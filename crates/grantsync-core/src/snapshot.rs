//! Per-run view of the desired state, built once from a [`GrantSource`].

use std::path::Path;

use grantsync_error::Result;
use grantsync_types::{GrantTable, NodeId, PermissionLevel, Principal, PrincipalRoster, TreeIndex};
use serde::{Deserialize, Serialize};
use tracing::{info, warn};

use crate::source::GrantSource;

/// A grant dropped because its level code is not a known encoding.
#[derive(Debug, Clone, PartialEq, Eq, Serialize, Deserialize)]
pub struct RejectedGrant {
    pub node_id: NodeId,
    pub principal: Principal,
    pub code: i64,
    pub reason: String,
}

/// Tree shape, grant table and principal roster for one run.
#[derive(Debug, Clone, Default)]
pub struct GrantSnapshot {
    pub tree: TreeIndex,
    pub grants: GrantTable,
    pub roster: PrincipalRoster,
    /// Nodes with at least one grant, as listed by the source.
    pub granted_nodes: Vec<NodeId>,
    pub rejected: Vec<RejectedGrant>,
}

impl GrantSnapshot {
    /// Load everything a run needs. Source errors propagate; grants with
    /// unknown level codes are recorded in `rejected` and skipped.
    pub fn load<S: GrantSource + ?Sized, N: AsRef<str>>(
        source: &S,
        share_root: &Path,
        excluded_principals: &[N],
    ) -> Result<Self> {
        let tree = TreeIndex::from_records(source.list_nodes()?, share_root);

        let mut grants = GrantTable::new();
        let mut granted_nodes = Vec::new();
        let mut rejected = Vec::new();
        for (node_id, path) in source.list_granted_nodes()? {
            granted_nodes.push(node_id);
            for record in source.get_grants(node_id)? {
                match PermissionLevel::decode(node_id, &record.principal, record.level_code) {
                    Ok(level) => grants.insert(node_id, record.principal, level),
                    Err(err) => {
                        warn!(
                            node_id = %node_id,
                            path = %path,
                            principal = %record.principal,
                            code = record.level_code,
                            "rejecting grant with unrecognized level"
                        );
                        rejected.push(RejectedGrant {
                            node_id,
                            principal: record.principal,
                            code: record.level_code,
                            reason: err.to_string(),
                        });
                    }
                }
            }
        }

        let roster =
            PrincipalRoster::with_default_exclusions(source.list_all_principals()?, excluded_principals);

        info!(
            nodes = tree.len(),
            granted_nodes = granted_nodes.len(),
            grants = grants.len(),
            principals = roster.len(),
            rejected = rejected.len(),
            "grant snapshot loaded"
        );

        Ok(Self {
            tree,
            grants,
            roster,
            granted_nodes,
            rejected,
        })
    }

    /// Granted nodes ordered parent-before-child: by depth, then id. Nodes
    /// missing from the tree sort last, by id.
    #[must_use]
    pub fn ordered_granted_nodes(&self) -> Vec<NodeId> {
        let mut ordered = self.granted_nodes.clone();
        ordered.sort_by_key(|id| {
            let depth = self
                .tree
                .node(*id)
                .map_or(usize::MAX, |_| self.tree.depth(*id));
            (depth, *id)
        });
        ordered.dedup();
        ordered
    }
}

Work to complete:
Give back exactly the lines of the listing above, starting with its first line and ending with the line that holds "by the source.".

Task answer:
filename crates/grantsync-core/src/snapshot.rs
//! Per-run view of the desired state, built once from a [`GrantSource`].

use std::path::Path;

use grantsync_error::Result;
use grantsync_types::{GrantTable, NodeId, PermissionLevel, Principal, PrincipalRoster, TreeIndex};
use serde::{Deserialize, Serialize};
use tracing::{info, warn};

use crate::source::GrantSource;

/// A grant dropped because its level code is not a known encoding.
#[derive(Debug, Clone, PartialEq, Eq, Serialize, Deserialize)]
pub struct RejectedGrant {
    pub node_id: NodeId,
    pub principal: Principal,
    pub code: i64,
    pub reason: String,
}

/// Tree shape, grant table and principal roster for one run.
#[derive(Debug, Clone, Default)]
pub struct GrantSnapshot {
    pub tree: TreeIndex,
    pub grants: GrantTable,
    pub roster: PrincipalRoster,
    /// Nodes with at least one grant, as listed by the source.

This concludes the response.